The City Built to Music breaks its tune!
(Small hands were never meant to stretch so far.)
Like fractured pieces falling from the moon.
Like sudden blood out-spurting from a star.
(Oh, fall like lightning, fall so very far!)

But 'twas a tallish town for several whiles,
With fewer than expected flecks and flakes,
A Blessèd City with a blessèd sound.
Immediately everyone reviles
The shattered carcass, when the music breaks
And rolls the little pieces on the ground.

~~When The Music Breaks by R.A. Lefferty.

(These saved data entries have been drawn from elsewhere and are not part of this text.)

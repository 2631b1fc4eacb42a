//! CLI binary for riva.

use anyhow::Context;
use chrono::Utc;
use clap::{Parser, Subcommand};
use riva::session::SessionState;
use riva::speech::{CommandSpeaker, ConsoleSpeaker, SpeechOutput, SpeechTurn};
use riva::{
    Assistant, JsonSessionStore, MemorySessionStore, RandomPicker, RivaConfig, SessionStore,
    SystemDispatcher, TurnContext,
};
use std::path::PathBuf;
use std::io::BufRead;
use tokio::sync::mpsc;
use tokio_util::sync::CancellationToken;
use tracing::{info, warn};
use tracing_appender::non_blocking::WorkerGuard;
use tracing_subscriber::EnvFilter;

/// Riva: a local command assistant for voice and text.
///
/// Voice mode reads one transcribed utterance per line from stdin (pipe a
/// speech-to-text tool into it) and requires the wake phrase. Text mode
/// reads typed commands and does not.
#[derive(Parser)]
#[command(name = "riva", version, about)]
struct Cli {
    /// Typed commands; the wake phrase is optional.
    #[arg(short, long, conflicts_with = "voice")]
    text: bool,

    /// Transcribed speech; the wake phrase is required (default).
    #[arg(short, long)]
    voice: bool,

    /// Path to TOML configuration file.
    #[arg(short, long)]
    config: Option<PathBuf>,

    /// Awake window after a wake phrase, in seconds.
    #[arg(long)]
    window_secs: Option<u64>,

    /// Keep session state in memory only.
    #[arg(long)]
    ephemeral: bool,

    /// Write logs to a daily file under the data directory instead of stderr.
    #[arg(long)]
    log_file: bool,

    /// Subcommand to run.
    #[command(subcommand)]
    command: Option<Command>,
}

/// Available commands.
#[derive(Subcommand)]
enum Command {
    /// Print the effective configuration as TOML.
    Config {
        /// Also write it to the config file path.
        #[arg(long)]
        write: bool,
    },
}

#[tokio::main]
async fn main() -> anyhow::Result<()> {
    let cli = Cli::parse();
    let _log_guard = init_tracing(cli.log_file)?;

    let config_path = cli
        .config
        .clone()
        .unwrap_or_else(RivaConfig::default_config_path);
    let mut config = if cli.config.is_some() {
        RivaConfig::from_file(&config_path)
            .with_context(|| format!("loading config from {}", config_path.display()))?
    } else {
        RivaConfig::load_or_default().context("loading default config")?
    };
    if let Some(secs) = cli.window_secs {
        config.wake.window_secs = Some(secs);
    }

    if let Some(Command::Config { write }) = cli.command {
        print!("{}", toml::to_string_pretty(&config)?);
        if write {
            config.save_to_file(&config_path)?;
            eprintln!("wrote {}", config_path.display());
        }
        return Ok(());
    }

    let mode = if cli.text { Mode::Text } else { Mode::Voice };
    if cli.ephemeral {
        let store = MemorySessionStore::new(SessionState::default());
        run(config, mode, store).await
    } else {
        let store = JsonSessionStore::new(config.session.resolved_path());
        info!(path = %store.path().display(), "using session record");
        run(config, mode, store).await
    }
}

#[derive(Debug, Clone, Copy, PartialEq, Eq)]
enum Mode {
    Text,
    Voice,
}

fn init_tracing(log_file: bool) -> anyhow::Result<Option<WorkerGuard>> {
    let filter = EnvFilter::try_from_default_env().unwrap_or_else(|_| EnvFilter::new("riva=info"));

    if log_file {
        let dir = riva::riva_dirs::logs_dir();
        std::fs::create_dir_all(&dir)
            .with_context(|| format!("creating log directory {}", dir.display()))?;
        let (writer, guard) =
            tracing_appender::non_blocking(tracing_appender::rolling::daily(&dir, "riva.log"));
        tracing_subscriber::fmt()
            .with_env_filter(filter)
            .with_writer(writer)
            .with_ansi(false)
            .init();
        Ok(Some(guard))
    } else {
        // stdout carries the conversation, so logs go to stderr.
        tracing_subscriber::fmt()
            .with_env_filter(filter)
            .with_writer(std::io::stderr)
            .init();
        Ok(None)
    }
}

async fn run<S: SessionStore>(config: RivaConfig, mode: Mode, store: S) -> anyhow::Result<()> {
    let name = config.assistant.name.clone();
    let speaker: Box<dyn SpeechOutput> = match CommandSpeaker::from_config(&config.speech, &name)
    {
        Ok(Some(speaker)) => Box::new(speaker),
        Ok(None) => Box::new(ConsoleSpeaker::new(&name)),
        Err(e) => {
            warn!(error = %e, "text-to-speech unavailable, printing replies only");
            Box::new(ConsoleSpeaker::new(&name))
        }
    };
    let speech = SpeechTurn::from_config(&config.speech);
    let say = |lines: &[String]| {
        tokio::task::block_in_place(|| speech.speak_all(speaker.as_ref(), lines));
    };

    let wake_required = match mode {
        Mode::Text => config.wake.text_requires_wake,
        Mode::Voice => config.wake.voice_requires_wake,
    };

    let mut assistant = Assistant::new(
        &config,
        store,
        SystemDispatcher::new(&config.host),
        RandomPicker::from_entropy(),
    );

    let cancel = CancellationToken::new();
    let cancel_clone = cancel.clone();
    tokio::spawn(async move {
        if tokio::signal::ctrl_c().await.is_ok() {
            info!("received Ctrl+C, shutting down...");
            cancel_clone.cancel();
        }
    });

    match mode {
        Mode::Text => {
            eprintln!("[mode] TEXT: type commands at 'You>'");
            say(&[riva::replies::introduction(assistant.identity())]);
            eprintln!("Tip: type 'help' to see what I can do.");
        }
        Mode::Voice => {
            eprintln!("[mode] VOICE: reading transcriptions from stdin");
            say(&[format!(
                "Voice mode is running. Say 'hi {0}' or 'hey {0}' to wake me up.",
                name.to_lowercase()
            )]);
        }
    }

    let mut lines = stdin_lines();
    loop {
        if mode == Mode::Voice {
            speech.wait_until_clear().await;
        } else {
            eprint!("You> ");
        }

        let line = tokio::select! {
            () = cancel.cancelled() => None,
            next = lines.recv() => next.transpose().context("reading stdin")?,
        };
        let Some(line) = line else {
            say(&[riva::replies::GOODBYE.to_owned()]);
            break;
        };

        let turn = assistant.handle(&line, &TurnContext::at(Utc::now(), wake_required));
        say(&turn.replies);
        if turn.exit {
            break;
        }
    }

    Ok(())
}

/// Read stdin lines on a plain thread so a pending read never holds the
/// runtime open after Ctrl+C. The channel closes at EOF.
fn stdin_lines() -> mpsc::Receiver<std::io::Result<String>> {
    let (tx, rx) = mpsc::channel(16);
    std::thread::spawn(move || {
        for line in std::io::stdin().lock().lines() {
            let failed = line.is_err();
            if tx.blocking_send(line).is_err() || failed {
                break;
            }
        }
    });
    rx
}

♥ O how I love to go snorting cocaine
Up in my playroom blue,
Yes I do think it's the loveliest thing
Ever a child could do.

I poisoned my relatives, Mummy and all
With tasty cyanide toddies
Then doused the gazebo with plenty of fuel
And burnt their writing bodies.

♥ For nothing is finer than snorting 'til dawn
Safe from the cops and the rain,
With the door nailed shut
And the phone wires cut
In a child's own world of cocaine.

~~from Nasty Snow by Jody Scott.

♥ There breathe no dragons anymore,
And throttling bears is such a bore,
It's always sloppy at the shore,
And you're too young to get a whore.

~~from Why Private War Or, "Why They Pinned This Name on My Progenitor" by Gene Wolfe.

♥ You must be quite upset to hear
This brusque machine intone;
The babysitter, though, we fear,
Can't make it to the phone.

We'd loosen up the ropes and leave
Un-noosed that shapely nape,
But tightening makes her bosoms heave,
And Teddy so loves rape.

I'm just amazed at Teddy's skill
At violating virgins;
And at that huge and fleshy drill
That from his trousers bugeons-

I can't wait till I grow a dick!
It must be very nice,
For now, alas, I have to stick
To human sacrifice.

♥ "Old man?" I hear your worried voice,
"Molesters are a danger!"
But dear Mama, we had no choice,
Besides, he's not a stranger.

He often visits our boudoir
A helping hand to lend,
And all the time you thought him our
Imaginary friend.

It's all your fault you felt that book
Beneath the cookie jar,
And for a school text I mistook
That leather-bound grimoire.

When I asked Teddy if he might
Read me a bedtime story,
Our friend breezed in that very night,
In aspect grim and gory.

♥ But now our fun has grown complex,
Our kicks sophisticated,
Our pleasures laced with kinky sex,
Our violence X-rated.

Wide-eyed I watched dear Teddy flay
A hapless cat alive:
"Oh, let me skin one too, I pray!"
"Perhaps when you turn five."

♥ Tonight we'll cast this awesome spell,
And you'll come home to find
Your darling ones enthroned in Hell,
The contract's just been signed.

There;s one condition though, in fact,
On which these prizes ride;
Your darling cherubs must enact
A grisly matricide.

The line's gone dead! Where are you, mater?
Fled the theatre lobby?
Forgetting that you've planned, for later,
A tryst with Uncle Bobby?

I watch the babysitter's fear,
I watch her features wilt;
"Yet-must we kill our mother dear?"
I feel a twinge of guilt.

But Teddy's confident reply
Inspires me to the core;
"It's right and proper that she die-
Because she is a whore!"

~~from The Answering Machine by S.P. Somtow.

♥ I'll have no mailing address
But postmen soon will learn
To bring me anything that's marked:
"Tomb it may concern."

~~from Warning: Death May Be Injurious to Your Health by Robert Bloch.